In the first half of 2024, despite a complex macroeconomic environment, Fosun steadfastly pushed forward its strategic focus, driving development with core strengths, achieving quality and efficiency improvement in core industries, and maintaining a solid asset base. During the Reporting Period, the Group’s revenue continued to grow, reaching RMB97.84 billion. Industrial operation profit maintained growth, reaching RMB3.47 billion, and profit attributable to owners of the parent was RMB720 million. The four core subsidiaries, namely Yuyuan, Fosun Pharma, Fosun Insurance Portugal, and Fosun Tourism Group (“FTG”), achieved a total revenue of RMB72.17 billion, maintaining year-on-year growth and accounting for 74% of the Group’s total revenue.

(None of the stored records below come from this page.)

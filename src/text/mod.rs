//! Text processing
//!
//! - `processor`: cleanup, sentence splitting, chunking, statistics
//! - `extract`: plain-text extraction from uploaded PDF/DOCX/TXT files

pub mod extract;
pub mod processor;

pub use extract::{extract_text, resolve_content_type, DocumentKind, ExtractError};
pub use processor::{
    chunk_text, detect_language, preprocess, split_sentences, statistics, word_count, Language,
    TextStatistics,
};
//! Health check endpoints

use axum::{routing::get, Json, Router};
use serde::Serialize;

use crate::state::AppState;

#[derive(Serialize)]
pub struct HealthResponse {
    pub status: &'static str,
    pub version: &'static str,
    pub service: &'static str,
}

pub async fn health_check() -> Json<HealthResponse> {
    Json(HealthResponse {
        status: "healthy",
        version: env!("CARGO_PKG_VERSION"),
        service: "summarizer-server",
    })
}

pub fn router() -> Router<AppState> {
    Router::new().route("/health", get(health_check))
}
//! Error types for the Summarizer server

use axum::{
    extract::rejection::JsonRejection,
    extract::multipart::MultipartError,
    http::StatusCode,
    response::{IntoResponse, Response},
    Json,
};
use serde::Serialize;
use thiserror::Error;

use crate::export::ExportError;
use crate::summarizer::{SummarizationModel, SummarizeError, ValidationError};
use crate::text::ExtractError;

/// Application-wide result type
pub type Result<T> = std::result::Result<T, AppError>;

/// Application error type
#[derive(Error, Debug)]
pub enum AppError {
    #[error("{0}")]
    Validation(#[from] ValidationError),

    #[error("Bad request: {0}")]
    BadRequest(String),

    #[error("File too large: {size} bytes (maximum {max})")]
    PayloadTooLarge { size: usize, max: usize },

    #[error("Model {0} is not available")]
    ModelUnavailable(SummarizationModel),

    #[error("Summarization with {model} failed: {message}")]
    Upstream {
        model: SummarizationModel,
        message: String,
    },

    #[error("Extraction error: {0}")]
    Extraction(#[from] ExtractError),

    #[error("Export error: {0}")]
    Export(#[from] ExportError),

    #[error("Multipart error: {0}")]
    Multipart(#[from] MultipartError),

    #[error("Internal error: {0}")]
    Internal(String),
}

impl From<SummarizeError> for AppError {
    fn from(err: SummarizeError) -> Self {
        match err {
            SummarizeError::Validation(e) => AppError::Validation(e),
            SummarizeError::ModelUnavailable(model) => AppError::ModelUnavailable(model),
            SummarizeError::Upstream { model, source } => AppError::Upstream {
                model,
                message: source.to_string(),
            },
        }
    }
}

impl From<JsonRejection> for AppError {
    fn from(rejection: JsonRejection) -> Self {
        AppError::BadRequest(rejection.body_text())
    }
}

/// Error response body
#[derive(Serialize)]
struct ErrorResponse {
    error: String,
    message: String,
    #[serde(skip_serializing_if = "Option::is_none")]
    field: Option<String>,
    #[serde(skip_serializing_if = "Option::is_none")]
    details: Option<String>,
}

impl IntoResponse for AppError {
    fn into_response(self) -> Response {
        let mut field = None;
        let (status, error_type, message) = match &self {
            AppError::Validation(e) => {
                field = Some(e.field.clone());
                (StatusCode::BAD_REQUEST, "validation_error", e.message.clone())
            }
            AppError::BadRequest(msg) => (StatusCode::BAD_REQUEST, "bad_request", msg.clone()),
            AppError::PayloadTooLarge { .. } => (
                StatusCode::PAYLOAD_TOO_LARGE,
                "payload_too_large",
                self.to_string(),
            ),
            AppError::ModelUnavailable(_) => (
                StatusCode::SERVICE_UNAVAILABLE,
                "model_unavailable",
                self.to_string(),
            ),
            AppError::Upstream { .. } => {
                (StatusCode::BAD_GATEWAY, "upstream_error", self.to_string())
            }
            AppError::Extraction(e) => match e {
                ExtractError::UnsupportedType(_) => {
                    (StatusCode::BAD_REQUEST, "unsupported_file_type", e.to_string())
                }
                _ => {
                    tracing::warn!("Text extraction failed: {}", e);
                    (StatusCode::UNPROCESSABLE_ENTITY, "extraction_error", e.to_string())
                }
            },
            AppError::Export(e) => match e {
                ExportError::UnsupportedFormat(_) => {
                    (StatusCode::BAD_REQUEST, "unsupported_format", e.to_string())
                }
                _ => {
                    tracing::error!("Export error: {}", e);
                    (
                        StatusCode::INTERNAL_SERVER_ERROR,
                        "export_error",
                        "Failed to render export".to_string(),
                    )
                }
            },
            AppError::Multipart(e) => (e.status(), "multipart_error", e.body_text()),
            AppError::Internal(msg) => {
                tracing::error!("Internal error: {}", msg);
                (
                    StatusCode::INTERNAL_SERVER_ERROR,
                    "internal_error",
                    "An internal error occurred".to_string(),
                )
            }
        };

        let body = Json(ErrorResponse {
            error: error_type.to_string(),
            message,
            field,
            details: if cfg!(debug_assertions) && status.is_server_error() {
                Some(self.to_string())
            } else {
                None
            },
        });

        (status, body).into_response()
    }
}

#[cfg(test)]
mod tests {
    use super::*;
    use crate::summarizer::ProviderError;

    fn status_of(err: AppError) -> StatusCode {
        err.into_response().status()
    }

    #[test]
    fn test_status_mapping() {
        assert_eq!(
            status_of(ValidationError::new("text", "Text must be at least 50 characters long").into()),
            StatusCode::BAD_REQUEST
        );
        assert_eq!(
            status_of(AppError::PayloadTooLarge { size: 11, max: 10 }),
            StatusCode::PAYLOAD_TOO_LARGE
        );
        assert_eq!(
            status_of(ExtractError::UnsupportedType("image/png".to_string()).into()),
            StatusCode::BAD_REQUEST
        );
        assert_eq!(
            status_of(ExtractError::Pdf("bad xref".to_string()).into()),
            StatusCode::UNPROCESSABLE_ENTITY
        );
        assert_eq!(
            status_of(ExportError::UnsupportedFormat("rtf".to_string()).into()),
            StatusCode::BAD_REQUEST
        );
    }

    #[test]
    fn test_summarize_error_conversion() {
        let unavailable: AppError = SummarizeError::ModelUnavailable(SummarizationModel::OpenAI).into();
        assert_eq!(status_of(unavailable), StatusCode::SERVICE_UNAVAILABLE);

        let upstream: AppError = SummarizeError::Upstream {
            model: SummarizationModel::Cohere,
            source: ProviderError::Api {
                provider: "cohere",
                status: 429,
                body: "rate limited".to_string(),
            },
        }
        .into();
        assert!(upstream.to_string().contains("rate limited"));
        assert_eq!(status_of(upstream), StatusCode::BAD_GATEWAY);
    }
}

At the same time, Fosun continuously optimized its asset portfolio, continuously reduced leverage, maintained a sound financial position, and had abundant cash reserves, further strengthening its ability to seize opportunities and accumulate strength for a new round of development. As of the end of the Reporting Period, the Group’s adjusted total debt-to-capital ratio was 50.2%, maintaining a downward trend since 2020. Adjusted NAV was HK$17.4 per share. In the 17 years since its listing, Fosun has accumulatively paid out HK$25.6 billion in dividends, with the dividend payout ratio gradually increasing to over 20% in the past five years. In June 2024, the international rating agency S&P fully recognized the effectiveness of Fosun’s financial strategy and affirmed its rating outlook as “stable”.
Guo Guangchang, Chairman of Fosun International, said: “In the first half of the year, although the macro environment remained challenging, we continued to resolutely execute our strategy of focusing on core businesses, developing industry-leading companies and products in the industries where we have formed advantages. We have maintained our focus on innovation and globalization, while focusing on asset-light operations, driving long-term development with competitive core strengths.”
Steady growth in overseas revenue, with high-quality global business becoming a new growth driver
As a global enterprise rooted in China, Fosun has leveraged its industrial presence in over 35 countries and regions around the world to connect different markets, formats, and resources, continuously enhancing its global operation capabilities. In the first half of 2024, the Group’s overseas revenue reached RMB45.87 billion, representing a year-on-year increase of 4%, and accounting for 47% of total revenue. High-quality global business has gradually become a new growth driver.
HANQUYOU, independently developed by Shanghai Henlius, received marketing approval from the United States (U.S.) Food and Drug Administration (FDA), making it a “Chinese” monoclonal antibody biosimilar approved in China, the European Union (EU), and the U.S. HANLIKANG, China’s first biosimilar, received marketing approval from the Peruvian General Directorate of Medicines, Supplies and Drugs (DIGEMID) in Peru, making it the third self-developed drug of Shanghai Henlius to be approved for overseas marketing after HANQUYOU and HANSIZHUANG.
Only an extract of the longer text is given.